[Stored data entries]
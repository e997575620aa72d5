use std::io;

use axum::http::StatusCode;
use axum::response::{IntoResponse, Response};
use axum_extra::headers::ContentRange;
use axum_extra::TypedHeader;
use thiserror::Error;

use crate::range::{MalformedRange, RangeNotSatisfiable};

/// Request-level failure. Implements [`IntoResponse`], always with a
/// plain-text body.
#[derive(Debug, Error)]
pub enum ServeError {
    #[error("{0}")]
    BadRequest(String),
    #[error("{0}")]
    NotFound(String),
    #[error("invalid range")]
    RangeNotSatisfiable { file_size: u64 },
    #[error("{context}: {source}")]
    Storage {
        context: &'static str,
        #[source]
        source: io::Error,
    },
    #[error("json encode error: {0}")]
    Serialization(#[from] serde_json::Error),
}

impl ServeError {
    pub fn storage(context: &'static str) -> impl FnOnce(io::Error) -> ServeError {
        move |source| ServeError::Storage { context, source }
    }

    pub fn status(&self) -> StatusCode {
        match self {
            ServeError::BadRequest(_) => StatusCode::BAD_REQUEST,
            ServeError::NotFound(_) => StatusCode::NOT_FOUND,
            ServeError::RangeNotSatisfiable { .. } => StatusCode::RANGE_NOT_SATISFIABLE,
            ServeError::Storage { .. } | ServeError::Serialization(_) => {
                StatusCode::INTERNAL_SERVER_ERROR
            }
        }
    }
}

impl From<MalformedRange> for ServeError {
    fn from(err: MalformedRange) -> Self {
        ServeError::BadRequest(format!("bad range header: {err}"))
    }
}

impl From<RangeNotSatisfiable> for ServeError {
    fn from(err: RangeNotSatisfiable) -> Self {
        ServeError::RangeNotSatisfiable { file_size: err.file_size }
    }
}

impl IntoResponse for ServeError {
    fn into_response(self) -> Response {
        let status = self.status();
        let body = format!("{self}\n");
        match self {
            ServeError::RangeNotSatisfiable { file_size } => {
                let header = TypedHeader(ContentRange::unsatisfied_bytes(file_size));
                (status, header, body).into_response()
            }
            _ => (status, body).into_response(),
        }
    }
}
use std::net::SocketAddr;

use clap::Parser;
use range_tracker::config::ServerConfig;
use range_tracker::{router, AppState, TransferTracker};
use tracing_subscriber::{fmt, EnvFilter};

#[tokio::main]
async fn main() -> std::io::Result<()> {
    let filter = EnvFilter::try_from_default_env().unwrap_or_else(|_| EnvFilter::new("info"));
    let _ = fmt().with_env_filter(filter).try_init();

    let config = ServerConfig::parse();
    let app = router(AppState::new(config.root.clone(), TransferTracker::new()));

    let listener = tokio::net::TcpListener::bind(&config.bind).await?;
    tracing::info!("Starting server on {} serving {}", config.bind, config.root.display());
    axum::serve(listener, app.into_make_service_with_connect_info::<SocketAddr>()).await
}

Task brief: What you should produce is an exact copy of the records above.

Answer area:
repository e997575620aa72d5
use std::io;

use axum::http::StatusCode;
use axum::response::{IntoResponse, Response};
use axum_extra::headers::ContentRange;
use axum_extra::TypedHeader;
use thiserror::Error;

use crate::range::{MalformedRange, RangeNotSatisfiable};

/// Request-level failure. Implements [`IntoResponse`], always with a
/// plain-text body.
#[derive(Debug, Error)]
pub enum ServeError {
    #[error("{0}")]
    BadRequest(String),
    #[error("{0}")]
    NotFound(String),
    #[error("invalid range")]
    RangeNotSatisfiable { file_size: u64 },
    #[error("{context}: {source}")]
    Storage {
        context: &'static str,
        #[source]
        source: io::Error,
    },
    #[error("json encode error: {0}")]
    Serialization(#[from] serde_json::Error),
}

impl ServeError {
    pub fn storage(context: &'static str) -> impl FnOnce(io::Error) -> ServeError {
        move |source| ServeError::Storage { context, source }
    }

    pub fn status(&self) -> StatusCode {
        match self {
            ServeError::BadRequest(_) => StatusCode::BAD_REQUEST,
            ServeError::NotFound(_) => StatusCode::NOT_FOUND,
            ServeError::RangeNotSatisfiable { .. } => StatusCode::RANGE_NOT_SATISFIABLE,
            ServeError::Storage { .. } | ServeError::Serialization(_) => {
                StatusCode::INTERNAL_SERVER_ERROR
            }
        }
    }
}

impl From<MalformedRange> for ServeError {
    fn from(err: MalformedRange) -> Self {
        ServeError::BadRequest(format!("bad range header: {err}"))
    }
}

impl From<RangeNotSatisfiable> for ServeError {
    fn from(err: RangeNotSatisfiable) -> Self {
        ServeError::RangeNotSatisfiable { file_size: err.file_size }
    }
}

impl IntoResponse for ServeError {
    fn into_response(self) -> Response {
        let status = self.status();
        let body = format!("{self}\n");
        match self {
            ServeError::RangeNotSatisfiable { file_size } => {
                let header = TypedHeader(ContentRange::unsatisfied_bytes(file_size));
                (status, header, body).into_response()
            }
            _ => (status, body).into_response(),
        }
    }
}
use std::net::SocketAddr;

use clap::Parser;
use range_tracker::config::ServerConfig;
use range_tracker::{router, AppState, TransferTracker};
use tracing_subscriber::{fmt, EnvFilter};

#[tokio::main]
async fn main() -> std::io::Result<()> {
    let filter = EnvFilter::try_from_default_env().unwrap_or_else(|_| EnvFilter::new("info"));
    let _ = fmt().with_env_filter(filter).try_init();

    let config = ServerConfig::parse();
    let app = router(AppState::new(config.root.clone(), TransferTracker::new()));

    let listener = tokio::net::TcpListener::bind(&config.bind).await?;
    tracing::info!("Starting server on {} serving {}", config.bind, config.root.display());
    axum::serve(listener, app.into_make_service_with_connect_info::<SocketAddr>()).await
}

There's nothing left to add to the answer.